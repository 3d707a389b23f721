//! Shared test support: a scripted stand-in for the script-execution
//! collaborator
//!
//! Handler bodies are flat op lists; the program counter is the
//! continuation. Suspension points follow the engine's policy for
//! observable side effects: starting a performance commits the start and
//! then yields exactly once.

#![allow(dead_code)]

use anyhow::anyhow;
use serde_json::json;

use troupe::runtime::instance::{AttrValue, InstanceId};
use troupe::runtime::script::{BodyId, Continuation, ScriptContext, ScriptHost, StepOutcome};
use troupe::runtime::thread::WaitCondition;

/// One statement of a scripted handler body
#[derive(Debug, Clone)]
pub enum Op {
    /// Set an attribute to a fixed value
    SetAttr(&'static str, AttrValue),
    /// Increment an integer attribute by one
    IncrAttr(&'static str),
    /// Set an attribute from the host's shared counter, then advance it
    SetAttrFromCounter(&'static str),
    /// Clone the current instance
    CloneSelf,
    /// Remove the current instance
    DeleteSelf,
    /// Start a performance and yield once so the start is observable
    StartSound(&'static str),
    /// Start a performance and wait until it has finished
    PlaySoundUntilDone(&'static str),
    /// Park for the given number of ticks
    WaitTicks(u64),
    /// Fire-and-forget broadcast
    Broadcast(&'static str),
    /// Broadcast and wait for the spawned group to drain
    BroadcastAndWait(&'static str),
    /// Raise an unrecovered script error
    Fail(&'static str),
}

/// Program counter carried across suspensions
struct Frame {
    pc: usize,
}

/// Script host interpreting op-list bodies
pub struct ScriptedHost {
    bodies: Vec<(BodyId, Vec<Op>)>,
    counter: i64,
}

impl ScriptedHost {
    pub fn new() -> Self {
        Self {
            bodies: Vec::new(),
            counter: 0,
        }
    }

    /// Seed the shared counter used by [`Op::SetAttrFromCounter`]
    pub fn with_counter(mut self, start: i64) -> Self {
        self.counter = start;
        self
    }

    /// Define a handler body
    pub fn body(mut self, id: BodyId, program: Vec<Op>) -> Self {
        self.bodies.push((id, program));
        self
    }

    fn program(&self, id: BodyId) -> Vec<Op> {
        self.bodies
            .iter()
            .find(|(body, _)| *body == id)
            .map(|(_, program)| program.clone())
            .unwrap_or_default()
    }
}

impl ScriptHost for ScriptedHost {
    fn step(
        &mut self,
        ctx: &mut ScriptContext<'_>,
        body: BodyId,
        _instance: InstanceId,
        resume: Option<Continuation>,
    ) -> StepOutcome {
        let program = self.program(body);
        let mut pc = resume
            .and_then(|continuation| continuation.downcast::<Frame>())
            .map(|frame| frame.pc)
            .unwrap_or(0);

        while pc < program.len() {
            let op = program[pc].clone();
            pc += 1;

            let result = (|| -> anyhow::Result<Option<WaitCondition>> {
                match op {
                    Op::SetAttr(name, value) => {
                        ctx.set_attr(name, value)?;
                        Ok(None)
                    }
                    Op::IncrAttr(name) => {
                        let value = ctx.attr(name)?.as_i64().unwrap_or(0);
                        ctx.set_attr(name, json!(value + 1))?;
                        Ok(None)
                    }
                    Op::SetAttrFromCounter(name) => {
                        ctx.set_attr(name, json!(self.counter))?;
                        self.counter += 1;
                        Ok(None)
                    }
                    Op::CloneSelf => {
                        ctx.clone_self();
                        Ok(None)
                    }
                    Op::DeleteSelf => {
                        ctx.remove_self();
                        Ok(None)
                    }
                    Op::StartSound(clip) => {
                        ctx.start_performance(clip);
                        Ok(Some(WaitCondition::NextTick))
                    }
                    Op::PlaySoundUntilDone(clip) => {
                        let performance = ctx.start_performance(clip);
                        Ok(Some(WaitCondition::PerformanceDone(performance)))
                    }
                    Op::WaitTicks(ticks) => Ok(Some(WaitCondition::Ticks(ticks))),
                    Op::Broadcast(name) => {
                        ctx.broadcast(name);
                        Ok(None)
                    }
                    Op::BroadcastAndWait(name) => {
                        let group = ctx.broadcast(name);
                        Ok(Some(WaitCondition::GroupDone(group)))
                    }
                    Op::Fail(message) => Err(anyhow!(message)),
                }
            })();

            match result {
                Ok(None) => {}
                Ok(Some(wait)) => {
                    return StepOutcome::Suspended {
                        continuation: Continuation::new(Frame { pc }),
                        wait,
                    };
                }
                Err(error) => return StepOutcome::Terminated(error),
            }
        }
        StepOutcome::Completed
    }
}

/// Initialize tracing for a test binary; safe to call repeatedly
pub fn init_tracing() {
    use tracing_subscriber::EnvFilter;
    let _ = tracing_subscriber::fmt()
        .with_env_filter(EnvFilter::from_default_env())
        .with_test_writer()
        .try_init();
}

Directions for this task – Return all of the data exactly as it reads.

Answer to this problem –
repository 3d707a389b23f721
//! Shared test support: a scripted stand-in for the script-execution
//! collaborator
//!
//! Handler bodies are flat op lists; the program counter is the
//! continuation. Suspension points follow the engine's policy for
//! observable side effects: starting a performance commits the start and
//! then yields exactly once.

#![allow(dead_code)]

use anyhow::anyhow;
use serde_json::json;

use troupe::runtime::instance::{AttrValue, InstanceId};
use troupe::runtime::script::{BodyId, Continuation, ScriptContext, ScriptHost, StepOutcome};
use troupe::runtime::thread::WaitCondition;

/// One statement of a scripted handler body
#[derive(Debug, Clone)]
pub enum Op {
    /// Set an attribute to a fixed value
    SetAttr(&'static str, AttrValue),
    /// Increment an integer attribute by one
    IncrAttr(&'static str),
    /// Set an attribute from the host's shared counter, then advance it
    SetAttrFromCounter(&'static str),
    /// Clone the current instance
    CloneSelf,
    /// Remove the current instance
    DeleteSelf,
    /// Start a performance and yield once so the start is observable
    StartSound(&'static str),
    /// Start a performance and wait until it has finished
    PlaySoundUntilDone(&'static str),
    /// Park for the given number of ticks
    WaitTicks(u64),
    /// Fire-and-forget broadcast
    Broadcast(&'static str),
    /// Broadcast and wait for the spawned group to drain
    BroadcastAndWait(&'static str),
    /// Raise an unrecovered script error
    Fail(&'static str),
}

/// Program counter carried across suspensions
struct Frame {
    pc: usize,
}

/// Script host interpreting op-list bodies
pub struct ScriptedHost {
    bodies: Vec<(BodyId, Vec<Op>)>,
    counter: i64,
}

impl ScriptedHost {
    pub fn new() -> Self {
        Self {
            bodies: Vec::new(),
            counter: 0,
        }
    }

    /// Seed the shared counter used by [`Op::SetAttrFromCounter`]
    pub fn with_counter(mut self, start: i64) -> Self {
        self.counter = start;
        self
    }

    /// Define a handler body
    pub fn body(mut self, id: BodyId, program: Vec<Op>) -> Self {
        self.bodies.push((id, program));
        self
    }

    fn program(&self, id: BodyId) -> Vec<Op> {
        self.bodies
            .iter()
            .find(|(body, _)| *body == id)
            .map(|(_, program)| program.clone())
            .unwrap_or_default()
    }
}

impl ScriptHost for ScriptedHost {
    fn step(
        &mut self,
        ctx: &mut ScriptContext<'_>,
        body: BodyId,
        _instance: InstanceId,
        resume: Option<Continuation>,
    ) -> StepOutcome {
        let program = self.program(body);
        let mut pc = resume
            .and_then(|continuation| continuation.downcast::<Frame>())
            .map(|frame| frame.pc)
            .unwrap_or(0);

        while pc < program.len() {
            let op = program[pc].clone();
            pc += 1;

            let result = (|| -> anyhow::Result<Option<WaitCondition>> {
                match op {
                    Op::SetAttr(name, value) => {
                        ctx.set_attr(name, value)?;
                        Ok(None)
                    }
                    Op::IncrAttr(name) => {
                        let value = ctx.attr(name)?.as_i64().unwrap_or(0);
                        ctx.set_attr(name, json!(value + 1))?;
                        Ok(None)
                    }
                    Op::SetAttrFromCounter(name) => {
                        ctx.set_attr(name, json!(self.counter))?;
                        self.counter += 1;
                        Ok(None)
                    }
                    Op::CloneSelf => {
                        ctx.clone_self();
                        Ok(None)
                    }
                    Op::DeleteSelf => {
                        ctx.remove_self();
                        Ok(None)
                    }
                    Op::StartSound(clip) => {
                        ctx.start_performance(clip);
                        Ok(Some(WaitCondition::NextTick))
                    }
                    Op::PlaySoundUntilDone(clip) => {
                        let performance = ctx.start_performance(clip);
                        Ok(Some(WaitCondition::PerformanceDone(performance)))
                    }
                    Op::WaitTicks(ticks) => Ok(Some(WaitCondition::Ticks(ticks))),
                    Op::Broadcast(name) => {
                        ctx.broadcast(name);
                        Ok(None)
                    }
                    Op::BroadcastAndWait(name) => {
                        let group = ctx.broadcast(name);
                        Ok(Some(WaitCondition::GroupDone(group)))
                    }
                    Op::Fail(message) => Err(anyhow!(message)),
                }
            })();

            match result {
                Ok(None) => {}
                Ok(Some(wait)) => {
                    return StepOutcome::Suspended {
                        continuation: Continuation::new(Frame { pc }),
                        wait,
                    };
                }
                Err(error) => return StepOutcome::Terminated(error),
            }
        }
        StepOutcome::Completed
    }
}

/// Initialize tracing for a test binary; safe to call repeatedly
pub fn init_tracing() {
    use tracing_subscriber::EnvFilter;
    let _ = tracing_subscriber::fmt()
        .with_env_filter(EnvFilter::from_default_env())
        .with_test_writer()
        .try_init();
}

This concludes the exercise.